» **Exercise goal**
Take the records below from their first line to the line with "split off one", and restate those lines word for word.

» **Working data**
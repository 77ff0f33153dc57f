//! Byte-stream reassembly for backend messages.
//!
//! Backend frames are `[tag: u8][len: i32 BE][payload: len - 4]`, where
//! `len` counts itself but not the tag. Data arrives with arbitrary
//! boundaries, so bytes are accumulated in a `BytesMut` and split off one
//! frame at a time.

use bytes::{Buf, Bytes, BytesMut};

use crate::error::{PgError, PgResult};

/// Tag byte plus length field.
pub const HEADER_LEN: usize = 5;

/// Default bound on a single frame (1 GiB, the server's own message limit).
pub const DEFAULT_MAX_FRAME_LEN: usize = 1 << 30;

/// Initial buffer capacity (8KB - typical response size)
const BUFFER_CAPACITY: usize = 8192;

/// One complete backend frame.
#[derive(Debug, Clone, PartialEq, Eq)]
pub struct Frame {
    pub tag: u8,
    pub payload: Bytes,
}

impl Frame {
    pub fn new(tag: u8, payload: impl Into<Bytes>) -> Self {
        Self {
            tag,
            payload: payload.into(),
        }
    }

    /// On-wire width: tag + length field + payload.
    pub fn width(&self) -> usize {
        HEADER_LEN + self.payload.len()
    }

    /// Serialize back to wire form.
    pub fn to_bytes(&self) -> Vec<u8> {
        let mut buf = Vec::with_capacity(self.width());
        buf.push(self.tag);
        buf.extend_from_slice(&((self.payload.len() + 4) as i32).to_be_bytes());
        buf.extend_from_slice(&self.payload);
        buf
    }
}

/// Accumulates incoming bytes and yields complete frames.
pub struct FrameBuffer {
    buffer: BytesMut,
    max_frame_len: usize,
}

impl Default for FrameBuffer {
    fn default() -> Self {
        Self::new()
    }
}

impl FrameBuffer {
    pub fn new() -> Self {
        Self::with_max_frame_len(DEFAULT_MAX_FRAME_LEN)
    }

    pub fn with_max_frame_len(max_frame_len: usize) -> Self {
        Self {
            buffer: BytesMut::with_capacity(BUFFER_CAPACITY),
            max_frame_len,
        }
    }

    /// Append bytes from a stream read.
    pub fn feed(&mut self, data: &[u8]) {
        self.buffer.extend_from_slice(data);
    }

    /// Mutable access for reading straight from a socket into the buffer.
    pub(crate) fn buf_mut(&mut self) -> &mut BytesMut {
        &mut self.buffer
    }

    /// Extract the next complete frame.
    ///
    /// Returns `Ok(None)` without consuming anything while the frame at the
    /// head of the buffer is incomplete.
    pub fn next_frame(&mut self) -> PgResult<Option<Frame>> {
        if self.buffer.len() < HEADER_LEN {
            return Ok(None);
        }

        let tag = self.buffer[0];
        let declared = i32::from_be_bytes([
            self.buffer[1],
            self.buffer[2],
            self.buffer[3],
            self.buffer[4],
        ]);

        if declared < 4 {
            return Err(PgError::InvalidFrameLength {
                tag: tag as char,
                len: declared,
            });
        }
        let declared = declared as usize;
        if declared > self.max_frame_len {
            return Err(PgError::FrameTooLarge {
                tag: tag as char,
                len: declared,
                max: self.max_frame_len,
            });
        }

        let width = 1 + declared;
        if self.buffer.len() < width {
            // Grow by at most one chunk until payload bytes actually arrive.
            self.buffer
                .reserve((width - self.buffer.len()).min(BUFFER_CAPACITY));
            return Ok(None);
        }

        let mut frame = self.buffer.split_to(width);
        frame.advance(HEADER_LEN);
        Ok(Some(Frame {
            tag,
            payload: frame.freeze(),
        }))
    }

    /// Number of buffered bytes.
    pub fn len(&self) -> usize {
        self.buffer.len()
    }

    pub fn is_empty(&self) -> bool {
        self.buffer.is_empty()
    }

    /// Drop everything buffered and release the allocation.
    pub fn clear(&mut self) {
        self.buffer = BytesMut::new();
    }
}
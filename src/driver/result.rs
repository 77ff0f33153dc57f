//! Result decoding for the simple query protocol.
//!
//! The simple protocol returns every value in text format, so rows are
//! surfaced as nullable strings.

use bytes::Bytes;
use serde::Serialize;
use tracing::warn;

use super::Event;
use crate::protocol::FieldDescription;

/// Column metadata from RowDescription.
#[derive(Debug, Clone, PartialEq, Eq, Serialize)]
pub struct Column {
    pub name: String,
    pub type_oid: u32,
    pub type_size: i16,
    pub type_modifier: i32,
    pub table_oid: u32,
    pub column_attr: i16,
    pub format: i16,
}

impl From<FieldDescription> for Column {
    fn from(field: FieldDescription) -> Self {
        Self {
            name: field.name,
            type_oid: field.type_oid,
            type_size: field.type_size,
            type_modifier: field.type_modifier,
            table_oid: field.table_oid,
            column_attr: field.column_attr,
            format: field.format,
        }
    }
}

/// One DataRow; `None` is SQL NULL, distinct from an empty string.
#[derive(Debug, Clone, PartialEq, Eq, Serialize)]
pub struct Row {
    pub values: Vec<Option<String>>,
}

impl Row {
    pub fn get(&self, idx: usize) -> Option<&str> {
        self.values.get(idx)?.as_deref()
    }

    pub fn is_null(&self, idx: usize) -> bool {
        matches!(self.values.get(idx), Some(None))
    }

    pub fn len(&self) -> usize {
        self.values.len()
    }

    pub fn is_empty(&self) -> bool {
        self.values.is_empty()
    }

    /// Pipe-joined text; NULL renders as an empty field.
    pub fn render(&self) -> String {
        self.values
            .iter()
            .map(|v| v.as_deref().unwrap_or(""))
            .collect::<Vec<_>>()
            .join(" | ")
    }
}

/// Rows of one command, alive between RowDescription and CommandComplete.
#[derive(Debug, Clone, Default, PartialEq, Eq, Serialize)]
pub struct ResultSet {
    pub columns: Vec<Column>,
    pub rows: Vec<Row>,
}

impl ResultSet {
    /// Rows as JSON objects keyed by column name.
    pub fn to_json(&self) -> serde_json::Value {
        let rows = self
            .rows
            .iter()
            .map(|row| {
                let object = self
                    .columns
                    .iter()
                    .zip(&row.values)
                    .map(|(col, value)| {
                        let value = value
                            .clone()
                            .map_or(serde_json::Value::Null, serde_json::Value::String);
                        (col.name.clone(), value)
                    })
                    .collect::<serde_json::Map<_, _>>();
                serde_json::Value::Object(object)
            })
            .collect();
        serde_json::Value::Array(rows)
    }
}

/// Turns post-authentication result frames into events.
#[derive(Debug, Default)]
pub struct ResultDecoder {
    current: Option<ResultSet>,
}

impl ResultDecoder {
    pub fn new() -> Self {
        Self::default()
    }

    pub fn on_row_description(&mut self, fields: Vec<FieldDescription>) -> Event {
        let columns: Vec<Column> = fields.into_iter().map(Column::from).collect();
        self.current = Some(ResultSet {
            columns: columns.clone(),
            rows: Vec::new(),
        });
        Event::RowDescription(columns)
    }

    pub fn on_data_row(&mut self, values: Vec<Option<Bytes>>) -> Event {
        let row = Row {
            values: values
                .into_iter()
                .map(|v| v.map(|b| String::from_utf8_lossy(&b).into_owned()))
                .collect(),
        };
        match self.current.as_mut() {
            Some(set) => {
                if set.columns.len() != row.len() {
                    warn!(
                        expected = set.columns.len(),
                        got = row.len(),
                        "DataRow width differs from RowDescription"
                    );
                }
                set.rows.push(row.clone());
            }
            None => warn!("DataRow without RowDescription"),
        }
        Event::Row(row)
    }

    /// Close the current result set, if any, and hand it over.
    pub fn on_command_complete(&mut self, tag: String) -> Event {
        Event::CommandComplete {
            tag,
            result: self.current.take(),
        }
    }

    /// Drop a partially received result (error or empty query).
    pub fn reset(&mut self) {
        self.current = None;
    }

    pub fn in_progress(&self) -> bool {
        self.current.is_some()
    }
}

/// Affected rows from a CommandComplete tag.
/// Examples: "INSERT 0 1" → 1, "UPDATE 5" → 5, "DELETE 10" → 10
pub fn parse_affected_rows(tag: &str) -> Option<u64> {
    tag.split_whitespace().last().and_then(|s| s.parse().ok())
}

#[cfg(test)]
mod tests {
    use super::*;
    use pretty_assertions::assert_eq;

    fn field(name: &str) -> FieldDescription {
        FieldDescription {
            name: name.to_string(),
            table_oid: 0,
            column_attr: 0,
            type_oid: 25,
            type_size: -1,
            type_modifier: -1,
            format: 0,
        }
    }

    #[test]
    fn test_two_columns_value_and_null_render() {
        let mut decoder = ResultDecoder::new();
        decoder.on_row_description(vec![field("id"), field("note")]);
        let Event::Row(row) = decoder.on_data_row(vec![Some(Bytes::from_static(b"1")), None])
        else {
            panic!("expected a row");
        };
        assert_eq!(row.render(), "1 | ");
        assert!(row.is_null(1));
        assert_eq!(row.get(0), Some("1"));
    }

    #[test]
    fn test_null_distinct_from_empty() {
        let mut decoder = ResultDecoder::new();
        let Event::Row(row) = decoder.on_data_row(vec![Some(Bytes::new()), None]) else {
            panic!("expected a row");
        };
        assert_eq!(row.values, vec![Some(String::new()), None]);
        assert!(!row.is_null(0));
        assert!(row.is_null(1));
    }

    #[test]
    fn test_result_set_lifecycle() {
        let mut decoder = ResultDecoder::new();
        decoder.on_row_description(vec![field("name")]);
        decoder.on_data_row(vec![Some(Bytes::from_static(b"alice"))]);
        decoder.on_data_row(vec![Some(Bytes::from_static(b"bob"))]);
        assert!(decoder.in_progress());

        let Event::CommandComplete { tag, result } = decoder.on_command_complete("SELECT 2".into())
        else {
            panic!("expected completion");
        };
        assert_eq!(tag, "SELECT 2");
        let result = result.unwrap();
        assert_eq!(result.rows.len(), 2);
        assert_eq!(result.rows[1].render(), "bob");
        assert!(!decoder.in_progress());
    }

    #[test]
    fn test_command_without_rows() {
        let mut decoder = ResultDecoder::new();
        let event = decoder.on_command_complete("INSERT 0 3".into());
        assert_eq!(
            event,
            Event::CommandComplete {
                tag: "INSERT 0 3".into(),
                result: None
            }
        );
        assert_eq!(parse_affected_rows("INSERT 0 3"), Some(3));
        assert_eq!(parse_affected_rows("BEGIN"), None);
    }

    #[test]
    fn test_json_rendering() {
        let set = ResultSet {
            columns: vec![field("id").into(), field("note").into()],
            rows: vec![Row {
                values: vec![Some("1".into()), None],
            }],
        };
        assert_eq!(
            set.to_json(),
            serde_json::json!([{ "id": "1", "note": null }])
        );
    }
}
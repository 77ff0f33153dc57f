//! PostgreSQL Driver Module
//!
//! - `session.rs` - sans-I/O engine: frames in, events and bytes out
//! - `connection.rs` - tokio transport driving a `Session`
//! - `context.rs` - server-assigned per-connection state
//! - `result.rs` - RowDescription / DataRow / CommandComplete decoding

mod connection;
mod context;
mod result;
mod session;

use std::collections::VecDeque;

pub use connection::PgConnection;
pub use context::ConnectionContext;
pub use result::{Column, ResultDecoder, ResultSet, Row, parse_affected_rows};
pub use session::Session;

use crate::error::PgError;
use crate::protocol::{ErrorFields, TransactionStatus};

/// Application-visible outcome of processing backend frames.
#[derive(Debug, Clone, PartialEq, Eq)]
pub enum Event {
    /// Authentication succeeded.
    Connected,
    ParameterStatus { name: String, value: String },
    BackendKey { process_id: i32 },
    /// The server is idle; the next command may be submitted.
    ReadyForQuery(TransactionStatus),
    RowDescription(Vec<Column>),
    Row(Row),
    CommandComplete {
        tag: String,
        result: Option<ResultSet>,
    },
    EmptyQuery,
    ServerError(ErrorFields),
    Notice(ErrorFields),
    /// A frame that could not be decoded was discarded.
    DecodeError { tag: char, message: String },
}

/// Supplies command text; the input side of the client.
pub trait CommandSource {
    /// Next command to run, or `None` to end the session.
    fn next_command(&mut self) -> Option<String>;
}

/// Receives decoded events; the output side of the client.
pub trait EventSink {
    fn on_event(&mut self, event: &Event);

    /// A non-fatal client-side error (e.g. a rejected command).
    fn on_error(&mut self, error: &PgError) {
        let _ = error;
    }
}

impl CommandSource for VecDeque<String> {
    fn next_command(&mut self) -> Option<String> {
        self.pop_front()
    }
}

/// Collects every event, mostly for tests.
impl EventSink for Vec<Event> {
    fn on_event(&mut self, event: &Event) {
        self.push(event.clone());
    }
}
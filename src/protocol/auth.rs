//! SCRAM-SHA-256 Authentication
//!
//! Implements the SASL SCRAM-SHA-256 authentication mechanism for PostgreSQL
//! and the state machine that drives it across 'R' frames.
//! Reference: RFC 5802, RFC 7677, PostgreSQL SASL documentation.

use base64::{Engine as _, engine::general_purpose::STANDARD as BASE64};
use hmac::{Hmac, Mac};
use rand::Rng;
use sha2::{Digest, Sha256};
use subtle::ConstantTimeEq;
use tracing::{debug, info, warn};

use super::wire::{AuthRequest, FrontendMessage};
use crate::error::{PgError, PgResult};

type HmacSha256 = Hmac<Sha256>;

/// The only SASL mechanism this client speaks.
pub const SCRAM_SHA_256: &str = "SCRAM-SHA-256";

/// base64("n,,") - GS2 header without channel binding.
const CHANNEL_BINDING: &str = "biws";

const NONCE_LEN: usize = 24;

/// SCRAM-SHA-256 client: nonce, key derivation, proof, and server verification.
pub struct ScramClient {
    /// Username, escaped for the `n=` attribute
    username: String,
    /// Password after SASLprep
    password: String,
    client_nonce: String,
    /// Auth message for signature verification
    auth_message: Option<String>,
    /// Salted password (cached for verification)
    salted_password: Option<[u8; 32]>,
}
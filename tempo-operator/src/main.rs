//! The Tempo coordinator operator.

mod app;
#[cfg(test)]
mod app_test;
mod config;
mod coordinator;
mod error;
#[cfg(test)]
mod fixtures;
mod reconcile;
mod requests;
#[cfg(test)]
mod requests_test;
mod server;
mod tempo;
mod workload;

use std::io::Write;
use std::mem::MaybeUninit;
use std::sync::{Arc, Once};

use anyhow::{Context, Result};
use metrics_exporter_prometheus::{PrometheusBuilder, PrometheusRecorder};
use tracing_subscriber::prelude::*;

use crate::app::App;
use crate::config::Config;

#[tokio::main]
async fn main() -> Result<()> {
    // Setup tracing/logging system.
    tracing_subscriber::registry()
        // Filter spans based on the RUST_LOG env var.
        .with(tracing_subscriber::EnvFilter::from_default_env())
        // Send a copy of all spans to stdout in compact form.
        .with(
            tracing_subscriber::fmt::layer()
                .with_target(true)
                .with_level(true)
                .with_ansi(true)
        )
        // Install this registry as the global tracing registry.
        .try_init()
        .context("error initializing logging/tracing system")?;

    let cfg = Arc::new(Config::new()?);
    let recorder = get_metrics_recorder(&cfg);
    metrics::set_recorder(recorder).context("error setting prometheus metrics recorder")?;

    tracing::info!(
        http_listen_port = %cfg.http_listen_port,
        grpc_listen_port = %cfg.grpc_listen_port,
        metrics_port = %cfg.metrics_port,
        hostname = %cfg.hostname,
        tempo_config_path = %cfg.tempo_config_path,
        "starting Tempo operator",
    );
    let (app, _channels) = App::new(cfg)?;
    if let Err(err) = app.spawn().await {
        tracing::error!(error = ?err);
    }

    // Ensure any pending output is flushed.
    let _ = std::io::stdout().flush();
    let _ = std::io::stderr().flush();

    Ok(())
}

/// Get a handle to the metrics recorder, initializing it as needed.
pub fn get_metrics_recorder(config: &Config) -> &'static PrometheusRecorder {
    static mut RECORDER: MaybeUninit<PrometheusRecorder> = MaybeUninit::uninit();
    static ONCE: Once = Once::new();
    unsafe {
        ONCE.call_once(|| {
            RECORDER.write(PrometheusBuilder::new().add_global_label("hostname", config.hostname.clone()).build());
        });
        RECORDER.assume_init_ref()
    }
}
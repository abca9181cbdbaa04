//! Protocol negotiation for tracing consumers.
//!
//! Each connected consumer is snapshotted into one [`RelationRequest`] at the
//! start of a reconciliation pass; the aggregate of all requests decides
//! which receivers the workload activates. Requests are never persisted, only
//! their effect on the rendered config is.

use serde::{Deserialize, Serialize};

use tempo_core::{ReceiverProtocol, ReceiverSet, TransportProtocol, LEGACY_RECEIVER_PROTOCOLS};

/// Protocols the operator itself always needs.
///
/// The operator's own spans are shipped over OTLP gRPC, so that receiver is
/// active even with no consumers connected.
pub fn self_needs() -> ReceiverSet {
    [ReceiverProtocol::OtlpGrpc].into_iter().collect()
}

/// One connected tracing consumer, snapshotted at the start of a pass.
///
/// A consumer is treated as legacy if and only if it publishes no explicit
/// receiver list: the presence of that list is the v2 version marker.
#[derive(Clone, Debug, Deserialize, Serialize, PartialEq, Eq)]
pub enum RelationRequest {
    /// A v2 consumer with an explicit receiver list.
    ///
    /// Names are kept raw: consumers on newer or older protocol versions may
    /// request receivers this catalog does not know about.
    V2 { receivers: Vec<String> },
    /// A v0/v1 consumer. Carries no receiver list and implies the whole
    /// legacy bundle.
    Legacy,
}

/// Compute the set of receivers to activate for the given requests.
///
/// Pure union over the inputs: the order of requests never affects the
/// result, and unknown protocol names are dropped rather than rejected,
/// since version skew across consumers is an expected state.
pub fn aggregate(requests: &[RelationRequest], self_needs: &ReceiverSet) -> ReceiverSet {
    let mut active = self_needs.clone();
    let mut legacy = false;
    for request in requests {
        match request {
            RelationRequest::V2 { receivers } => {
                for name in receivers {
                    match name.parse::<ReceiverProtocol>() {
                        Ok(proto) => {
                            active.insert(proto);
                        }
                        Err(err) => tracing::debug!(%err, "dropping unsupported receiver request"),
                    }
                }
            }
            RelationRequest::Legacy => legacy = true,
        }
    }
    if legacy {
        // All or nothing: one legacy consumer activates the whole bundle.
        active.extend(LEGACY_RECEIVER_PROTOCOLS);
    }
    active
}

/// The publication payload for one active receiver.
///
/// URL composition is left to the ingress layer; the operator only publishes
/// the protocol, its port and its transport.
#[derive(Clone, Debug, Deserialize, Serialize, PartialEq, Eq)]
pub struct ReceiverEndpoint {
    pub protocol: ReceiverProtocol,
    pub port: u16,
    pub transport: TransportProtocol,
}

/// Build the publication payload for the given active set.
pub fn receiver_endpoints(active: &ReceiverSet) -> Vec<ReceiverEndpoint> {
    active
        .iter()
        .map(|proto| ReceiverEndpoint {
            protocol: *proto,
            port: proto.default_port(),
            transport: proto.transport(),
        })
        .collect()
}
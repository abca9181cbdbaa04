pub mod error;
pub mod receiver;
pub mod role;

pub use error::{UnknownProtocol, UnknownRole};
pub use receiver::{ReceiverProtocol, ReceiverSet, TransportProtocol, LEGACY_RECEIVER_PROTOCOLS};
pub use role::Role;

/// The gossip port used for cluster membership between workload processes.
pub const MEMBERLIST_PORT: u16 = 7946;
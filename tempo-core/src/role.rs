//! Worker role definitions and deployment tables.
//!
//! References:
//!  arch:
//!   -> https://grafana.com/docs/tempo/latest/operations/architecture/
//!  config:
//!   -> https://grafana.com/docs/tempo/latest/configuration/#server

use std::collections::BTreeMap;
use std::fmt;
use std::str::FromStr;

use serde::{Deserialize, Serialize};

use crate::error::UnknownRole;

lazy_static::lazy_static! {
    /// The minimal set of role allocations needed for the deployment to be
    /// considered coherent.
    pub static ref MINIMAL_DEPLOYMENT: BTreeMap<Role, usize> = [
        (Role::Querier, 1),
        (Role::QueryFrontend, 1),
        (Role::Ingester, 3),
        (Role::Distributor, 1),
        (Role::Compactor, 1),
        (Role::MetricsGenerator, 1),
    ]
    .into_iter()
    .collect();

    /// The stricter role allocations recommended for production deployments.
    pub static ref RECOMMENDED_DEPLOYMENT: BTreeMap<Role, usize> = [
        (Role::Querier, 2),
        (Role::QueryFrontend, 2),
        (Role::Ingester, 3),
        (Role::Distributor, 2),
        (Role::Compactor, 2),
        (Role::MetricsGenerator, 2),
    ]
    .into_iter()
    .collect();
}

/// A processing responsibility which a cluster member can declare.
#[derive(Clone, Copy, Debug, Deserialize, Serialize, PartialEq, Eq, PartialOrd, Ord, Hash)]
#[serde(rename_all = "kebab-case")]
pub enum Role {
    /// Meta-role: acts as every concrete role simultaneously.
    #[serde(rename = "scalable-single-binary")]
    Monolithic,

    Querier,
    QueryFrontend,
    Ingester,
    Distributor,
    Compactor,
    MetricsGenerator,
}

impl Role {
    /// Every concrete (non-meta) role.
    pub const ALL_NONMETA: [Role; 6] = [
        Self::Querier,
        Self::QueryFrontend,
        Self::Ingester,
        Self::Distributor,
        Self::Compactor,
        Self::MetricsGenerator,
    ];

    /// The wire name of this role.
    pub fn name(&self) -> &'static str {
        match self {
            Self::Monolithic => "scalable-single-binary",
            Self::Querier => "querier",
            Self::QueryFrontend => "query-frontend",
            Self::Ingester => "ingester",
            Self::Distributor => "distributor",
            Self::Compactor => "compactor",
            Self::MetricsGenerator => "metrics-generator",
        }
    }
}

impl fmt::Display for Role {
    fn fmt(&self, f: &mut fmt::Formatter<'_>) -> fmt::Result {
        write!(f, "{}", self.name())
    }
}

impl FromStr for Role {
    type Err = UnknownRole;

    fn from_str(s: &str) -> Result<Self, Self::Err> {
        match s {
            "scalable-single-binary" => Ok(Self::Monolithic),
            "querier" => Ok(Self::Querier),
            "query-frontend" => Ok(Self::QueryFrontend),
            "ingester" => Ok(Self::Ingester),
            "distributor" => Ok(Self::Distributor),
            "compactor" => Ok(Self::Compactor),
            "metrics-generator" => Ok(Self::MetricsGenerator),
            _ => Err(UnknownRole(s.into())),
        }
    }
}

» **Output of the task**
repository 77ff0f33153dc57f
//! Byte-stream reassembly for backend messages.
//!
//! Backend frames are `[tag: u8][len: i32 BE][payload: len - 4]`, where
//! `len` counts itself but not the tag. Data arrives with arbitrary
//! boundaries, so bytes are accumulated in a `BytesMut` and split off one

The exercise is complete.